Could you count the lines below that include the word "instrument" and give only the number?

Items from a data source:
- - - -

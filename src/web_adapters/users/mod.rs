use actix_web::web::{scope, ServiceConfig};

mod forgot_password;
mod get_user;
mod login;
mod logout;
mod register;
mod resend_verification;
mod reset_password;
pub mod types;
mod verify_email;

pub fn auth_routes(cfg: &mut ServiceConfig) {
    cfg.service(
        scope("/users")
            .service(register::register)
            .service(verify_email::verify_email)
            .service(resend_verification::resend_verification)
            .service(forgot_password::forgot_password)
            .service(reset_password::reset_password)
            .service(login::login_user)
            .service(logout::log_out)
            .service(get_user::get_user),
    );
}
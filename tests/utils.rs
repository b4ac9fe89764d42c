use actix_http::Request;
use actix_web::{
    dev::{Service, ServiceResponse},
    test,
    web::Data,
    App,
};
use common::settings::{get_test_settings, types::Settings};
use migration::{Migrator, MigratorTrait};
use sea_orm::{ConnectOptions, Database, DbConn, DbErr};
use use_cases::assistant::{backend::ReqwestBackend, client::AssistantClient};

pub async fn init_app() -> Result<
    (
        impl Service<Request, Response = ServiceResponse, Error = actix_web::Error>,
        DbConn,
        Settings,
    ),
    DbErr,
> {
    let settings = get_test_settings();
    let db = init_db(&settings).await?;
    let assistant = Data::new(AssistantClient::init(
        ReqwestBackend::new(&settings.assistant).expect("Failed to build the assistant client."),
        &settings.assistant.api_key,
    ));
    let app = test::init_service(
        App::new()
            .service(server::get_routes())
            .app_data(Data::new(db.clone()))
            .app_data(Data::new(settings.clone()))
            .app_data(assistant),
    )
    .await;
    Ok((app, db, settings))
}

async fn init_db(settings: &Settings) -> Result<DbConn, DbErr> {
    // A single pooled connection keeps the in-memory sqlite database alive
    // for the whole test.
    let mut options = ConnectOptions::new(settings.database.url.as_str());
    options.max_connections(1);
    let db = Database::connect(options).await?;
    Migrator::up(&db, None).await?;
    Ok(db)
}
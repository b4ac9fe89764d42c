use serde::{Deserialize, Serialize};

#[derive(Deserialize, Debug)]
#[serde(rename_all = "camelCase")]
pub struct ProgressCompleteRequest {
    pub content_type: String,
}

#[derive(Serialize, Debug, PartialEq)]
#[serde(rename_all = "camelCase")]
pub struct DashboardStats {
    pub exercises_completed: i32,
    pub hours_practiced: f64,
    pub vocabulary_words: i32,
    pub day_streak: i32,
}
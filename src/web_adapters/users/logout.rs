use actix_web::{post, HttpResponse};

use crate::utils::{auth::session::get_user_id, response_400};

#[tracing::instrument(name = "Log out user", skip(session))]
#[post("/logout")]
pub async fn log_out(session: actix_session::Session) -> HttpResponse {
    match get_user_id(&session).await {
        Ok(_) => {
            session.purge();
            HttpResponse::Ok().json("You have successfully logged out")
        }
        Err(_) => response_400(
            "We currently have some issues. Kindly try again and ensure you are logged in.",
        ),
    }
}
use actix_session::SessionInsertError;
use actix_web::{
    post,
    web::{Data, Json},
    HttpResponse,
};
use db_adapters::user_adapter::{UserAdapter, UserFilter, UserQuery};
use sea_orm::DbConn;

use crate::{
    users::types::{UserVisible, USER_EMAIL_KEY, USER_ID_KEY},
    utils::{auth::password::verify_password, response_404, response_500},
};

#[derive(serde::Deserialize, Debug, serde::Serialize)]
pub struct LoginUser {
    email: String,
    password: String,
}

#[tracing::instrument(name = "Logging a user in", skip(db, req_user, session), fields(user_email = &req_user.email))]
#[post("/login")]
pub async fn login_user(
    db: Data<DbConn>,
    req_user: Json<LoginUser>,
    session: actix_session::Session,
) -> HttpResponse {
    let not_found_message = "A user with these details does not exist. If you registered with these details, ensure you verify your email address by clicking on the link sent to it.";
    match UserAdapter::init(&db)
        .filter_eq_email_verified(true)
        .get_by_email(req_user.email.clone())
        .await
    {
        Ok(Some(user)) => {
            match verify_password(&user.password, req_user.password.as_bytes()) {
                Ok(_) => {
                    tracing::event!(target: "backend", tracing::Level::INFO, "User logged in successfully.");
                    match renew_session(session, user.id, user.email.clone()) {
                        Ok(_) => HttpResponse::Ok().json(UserVisible {
                            id: user.id,
                            email: user.email,
                            first_name: user.first_name,
                            email_verified: user.email_verified,
                        }),
                        Err(e) => response_500(e),
                    }
                }
                Err(_) => response_404(not_found_message),
            }
        }
        Ok(None) => response_404(not_found_message),
        Err(e) => response_500(e),
    }
}

fn renew_session(
    session: actix_session::Session,
    id: uuid::Uuid,
    email: String,
) -> Result<(), SessionInsertError> {
    session.renew();
    session.insert(USER_ID_KEY, id)?;
    session.insert(USER_EMAIL_KEY, email)?;
    Ok(())
}
pub mod action_token_adapter;
pub mod activity_streak_adapter;
pub mod progress_adapter;
pub mod user_adapter;

pub use sea_orm::Order;
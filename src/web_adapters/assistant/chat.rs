use actix_web::{
    post,
    web::{Data, Json, ReqData},
    HttpResponse,
};
use entities::user as user_entity;
use use_cases::{
    assistant::{
        backend::ReqwestBackend,
        client::AssistantClient,
        types::{AssistantChatRequest, AssistantChatResponse},
    },
    UseCaseError,
};

use crate::utils::{response_400, response_401, response_500};

#[tracing::instrument(name = "Relaying a chat message to the assistant", skip(user, assistant, req))]
#[post("/chat")]
pub async fn chat(
    user: Option<ReqData<user_entity::Model>>,
    req: Json<AssistantChatRequest>,
    assistant: Data<AssistantClient<ReqwestBackend>>,
) -> HttpResponse {
    if user.is_none() {
        return response_401();
    }
    let message = req.message.trim();
    if message.is_empty() {
        return response_400("A message is required.");
    }

    match assistant.chat(message).await {
        Ok(reply) => HttpResponse::Ok().json(AssistantChatResponse { reply }),
        Err(UseCaseError::NotConfigured(_)) => {
            tracing::event!(target: "backend", tracing::Level::WARN, "Assistant called but not configured.");
            HttpResponse::ServiceUnavailable().json(AssistantChatResponse {
                reply: "Assistant not available - server not configured.".to_string(),
            })
        }
        Err(e) => response_500(e),
    }
}
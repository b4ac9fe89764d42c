pub use sea_orm_migration::prelude::*;

mod m20250810_000001_create_users_table;
mod m20250810_000002_create_action_tokens_table;
mod m20250810_000003_create_progress_table;
mod m20250810_000004_create_user_activity_streaks_table;

pub struct Migrator;

#[async_trait::async_trait]
impl MigratorTrait for Migrator {
    fn migrations() -> Vec<Box<dyn MigrationTrait>> {
        vec![
            Box::new(m20250810_000001_create_users_table::Migration),
            Box::new(m20250810_000002_create_action_tokens_table::Migration),
            Box::new(m20250810_000003_create_progress_table::Migration),
            Box::new(m20250810_000004_create_user_activity_streaks_table::Migration),
        ]
    }
}
mod startup;
mod telemetry;

#[actix_web::main]
async fn main() -> std::io::Result<()> {
    let settings = common::settings::get_settings(".env").expect("Failed to read settings.");

    let _guard = telemetry::init_subscriber(settings.debug, settings.application.max_log_files);

    let application = startup::Application::build(settings).await?;

    tracing::event!(target: "backend", tracing::Level::INFO, "Listening on http://127.0.0.1:{}/", application.port());

    application.run_until_stopped().await?;
    Ok(())
}
use serde::Deserialize;

#[derive(Deserialize, Clone, Default)]
pub struct Settings {
    pub application: ApplicationSettings,
    pub database: DatabaseSettings,
    pub debug: bool,
    pub redis: RedisSettings,
    pub secret: SecretSettings,
    pub email: EmailSettings,
    pub assistant: AssistantSettings,
}

impl Settings {
    pub fn base_settings() -> Self {
        Self {
            application: ApplicationSettings {
                port: 5000,
                max_log_files: 14,
                frontend_url: "http://localhost:3000".to_string(),
                ..Default::default()
            },
            ..Default::default()
        }
    }
}

#[derive(Deserialize, Clone, Default)]
pub struct ApplicationSettings {
    pub port: u16,
    pub host: String,
    pub base_url: String,
    pub frontend_url: String,
    pub protocol: String,
    pub max_log_files: usize,
}

#[derive(Deserialize, Clone, Default, Debug)]
pub struct DatabaseSettings {
    pub url: String,
}

#[derive(Deserialize, Clone, Debug, Default)]
pub struct RedisSettings {
    pub url: String,
}

#[derive(Deserialize, Clone, Default)]
pub struct SecretSettings {
    pub hmac_secret: String,
}

#[derive(Deserialize, Clone, Default)]
pub struct EmailSettings {
    pub no_verify: bool,
    pub host: String,
    pub host_user: String,
    pub host_user_password: String,
    pub sender: String,
}

#[derive(Deserialize, Clone, Default)]
pub struct AssistantSettings {
    /// Injected credential; env vars are consulted when this is empty.
    pub api_key: String,
    pub endpoint: String,
    pub timeout_seconds: u64,
}

pub enum Environment {
    Testing,
    Development,
    Production,
}

impl TryFrom<String> for Environment {
    type Error = String;

    fn try_from(s: String) -> Result<Self, Self::Error> {
        match s.to_lowercase().as_str() {
            "testing" => Ok(Self::Testing),
            "development" => Ok(Self::Development),
            "production" => Ok(Self::Production),
            other => Err(format!("{} is not a supported environment.", other)),
        }
    }
}
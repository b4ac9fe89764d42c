use serde::{Deserialize, Serialize};

#[derive(Deserialize, Debug)]
pub struct AssistantChatRequest {
    pub message: String,
}

#[derive(Serialize, Debug)]
pub struct AssistantChatResponse {
    pub reply: String,
}

#[derive(Serialize, Debug)]
pub struct AssistantStatusResponse {
    pub configured: bool,
    pub message: String,
}
use std::fmt::Debug;

pub mod assistant;
pub mod progress;
pub mod tokens;

#[derive(Debug)]
pub enum UseCaseError {
    BadRequest(String),          // 400
    Unauthorized,                // 401
    NotFound(String),            // 404
    Conflict(String),            // 409
    InvalidToken,                // 400, deliberately undifferentiated
    NotConfigured(String),       // 503
    InternalServerError(String), // 500
}

pub(crate) fn error_500(e: impl Debug) -> UseCaseError {
    UseCaseError::InternalServerError(format!("{:?}", e))
}
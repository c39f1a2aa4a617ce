//! Thread-local scratch pools.
//!
//! Three pools exist: plain byte scratch used for string unescaping and digit
//! extraction, offset lists marking pointer segment boundaries, and per-`max_keys` map
//! scratch used to pre-sort collated map entries. Entries are
//! borrowed through guards that return them on drop, so every exit path (including `?`)
//! releases the entry. Entries never cross threads.

use alloc::vec::Vec;
use core::cell::RefCell;
use core::ops::{Deref, DerefMut};

use crate::error::{err, Error, ErrorCode};

const BYTES_INITIAL: usize = 256;
const OFFSETS_INITIAL: usize = 16;
const POOL_KEEP: usize = 32;
/// Distinct `max_keys` sizes kept in the map pool.
const MAP_SIZES_KEEP: usize = 8;
const KEY_BYTES_PER_ENTRY: usize = 16;

thread_local! {
    static BYTES: RefCell<Vec<Vec<u8>>> = const { RefCell::new(Vec::new()) };
    static OFFSETS: RefCell<Vec<Vec<usize>>> = const { RefCell::new(Vec::new()) };
    static MAPS: RefCell<Vec<(usize, Vec<MapEntries>)>> = const { RefCell::new(Vec::new()) };
}

/// A pooled byte buffer, cleared on acquire.
pub struct Scratch {
    buf: Vec<u8>,
}

impl Scratch {
    /// Take a buffer from this thread's pool, allocating only when the pool is empty.
    pub fn acquire() -> Self {
        let buf = BYTES
            .try_with(|p| p.borrow_mut().pop())
            .ok()
            .flatten()
            .unwrap_or_else(|| Vec::with_capacity(BYTES_INITIAL));
        Self { buf }
    }
}

impl Deref for Scratch {
    type Target = Vec<u8>;

    fn deref(&self) -> &Vec<u8> {
        &self.buf
    }
}

impl DerefMut for Scratch {
    fn deref_mut(&mut self) -> &mut Vec<u8> {
        &mut self.buf
    }
}

impl Drop for Scratch {
    fn drop(&mut self) {
        let mut buf = core::mem::take(&mut self.buf);
        buf.clear();
        let _ = BYTES.try_with(|p| {
            let mut p = p.borrow_mut();
            if p.len() < POOL_KEEP {
                p.push(buf);
            }
        });
    }
}

/// A pooled list of offsets, cleared on acquire.
pub struct Offsets {
    buf: Vec<usize>,
}

impl Offsets {
    /// Take a list from this thread's pool, allocating only when the pool is empty.
    pub fn acquire() -> Self {
        let buf = OFFSETS
            .try_with(|p| p.borrow_mut().pop())
            .ok()
            .flatten()
            .unwrap_or_else(|| Vec::with_capacity(OFFSETS_INITIAL));
        Self { buf }
    }
}

impl Deref for Offsets {
    type Target = Vec<usize>;

    fn deref(&self) -> &Vec<usize> {
        &self.buf
    }
}

impl DerefMut for Offsets {
    fn deref_mut(&mut self) -> &mut Vec<usize> {
        &mut self.buf
    }
}

impl Drop for Offsets {
    fn drop(&mut self) {
        let mut buf = core::mem::take(&mut self.buf);
        buf.clear();
        let _ = OFFSETS.try_with(|p| {
            let mut p = p.borrow_mut();
            if p.len() < POOL_KEEP {
                p.push(buf);
            }
        });
    }
}

/// One collated map entry inside [`MapScratch`]: `bytes[start..key_end]` holds the
/// collated key and `bytes[key_end..end]` the collated value.
#[derive(Debug, Clone, Copy)]
pub struct Entry {
    start: usize,
    key_end: usize,
    end: usize,
}

/// Backing storage of a map scratch entry.
#[derive(Default)]
pub struct MapEntries {
    bytes: Vec<u8>,
    entries: Vec<Entry>,
}

/// Pooled scratch for collating one map level: a byte run plus entry boundaries.
pub struct MapScratch {
    max_keys: usize,
    inner: MapEntries,
}

impl MapScratch {
    /// Take a map scratch sized for `max_keys` entries.
    pub fn acquire(max_keys: usize) -> Self {
        let inner = MAPS
            .try_with(|p| {
                let mut p = p.borrow_mut();
                p.iter_mut()
                    .find(|(k, _)| *k == max_keys)
                    .and_then(|(_, entries)| entries.pop())
            })
            .ok()
            .flatten()
            .unwrap_or_else(|| MapEntries {
                bytes: Vec::with_capacity(max_keys.saturating_mul(KEY_BYTES_PER_ENTRY)),
                entries: Vec::with_capacity(max_keys),
            });
        Self { max_keys, inner }
    }

    /// The byte run that keys and values are collated into.
    pub fn bytes_mut(&mut self) -> &mut Vec<u8> {
        &mut self.inner.bytes
    }

    /// Current end of the byte run.
    pub fn position(&self) -> usize {
        self.inner.bytes.len()
    }

    /// Record an entry whose key starts at `start`, value at `key_end`, ending at the
    /// current position.
    ///
    /// # Errors
    ///
    /// Returns `TooManyKeys` once `max_keys` entries are recorded.
    pub fn push(&mut self, start: usize, key_end: usize, offset: usize) -> Result<(), Error> {
        if self.inner.entries.len() >= self.max_keys {
            return Err(err(ErrorCode::TooManyKeys, offset));
        }
        let end = self.inner.bytes.len();
        self.inner.entries.push(Entry {
            start,
            key_end,
            end,
        });
        Ok(())
    }

    /// Number of recorded entries.
    pub fn len(&self) -> usize {
        self.inner.entries.len()
    }

    /// Sort entries by collated key, then by collated value.
    pub fn sort(&mut self) {
        let bytes = &self.inner.bytes;
        self.inner.entries.sort_unstable_by(|a, b| {
            bytes[a.start..a.key_end]
                .cmp(&bytes[b.start..b.key_end])
                .then_with(|| bytes[a.key_end..a.end].cmp(&bytes[b.key_end..b.end]))
        });
    }

    /// Iterate `(key, value)` byte runs in the current entry order.
    pub fn iter(&self) -> impl Iterator<Item = (&[u8], &[u8])> + '_ {
        let bytes = &self.inner.bytes;
        self.inner
            .entries
            .iter()
            .map(move |e| (&bytes[e.start..e.key_end], &bytes[e.key_end..e.end]))
    }
}

impl Drop for MapScratch {
    fn drop(&mut self) {
        let mut inner = core::mem::take(&mut self.inner);
        inner.bytes.clear();
        inner.entries.clear();
        let max_keys = self.max_keys;
        let _ = MAPS.try_with(|p| {
            let mut p = p.borrow_mut();
            if let Some((_, entries)) = p.iter_mut().find(|(k, _)| *k == max_keys) {
                if entries.len() < POOL_KEEP {
                    entries.push(inner);
                }
            } else if p.len() < MAP_SIZES_KEEP {
                p.push((max_keys, alloc::vec![inner]));
            }
        });
    }
}
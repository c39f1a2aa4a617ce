#![no_main]

use libfuzzer_sys::fuzz_target;

use cbor_collate::{cbor_to_json, cbor_to_value, item_end, Config};

fuzz_target!(|data: &[u8]| {
    let config = Config::new().with_max_depth(64);
    let mut out = vec![0u8; data.len() * 8 + 64];
    let _ = cbor_to_value(data, &config);
    let _ = cbor_to_json(data, &mut out, &config);

    // Whatever decodes must also be skippable.
    if let Ok((_, read)) = cbor_to_value(data, &config) {
        assert_eq!(item_end(data, 0).expect("skip decoded item"), read);
    }
});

- - - -

Written answer: 3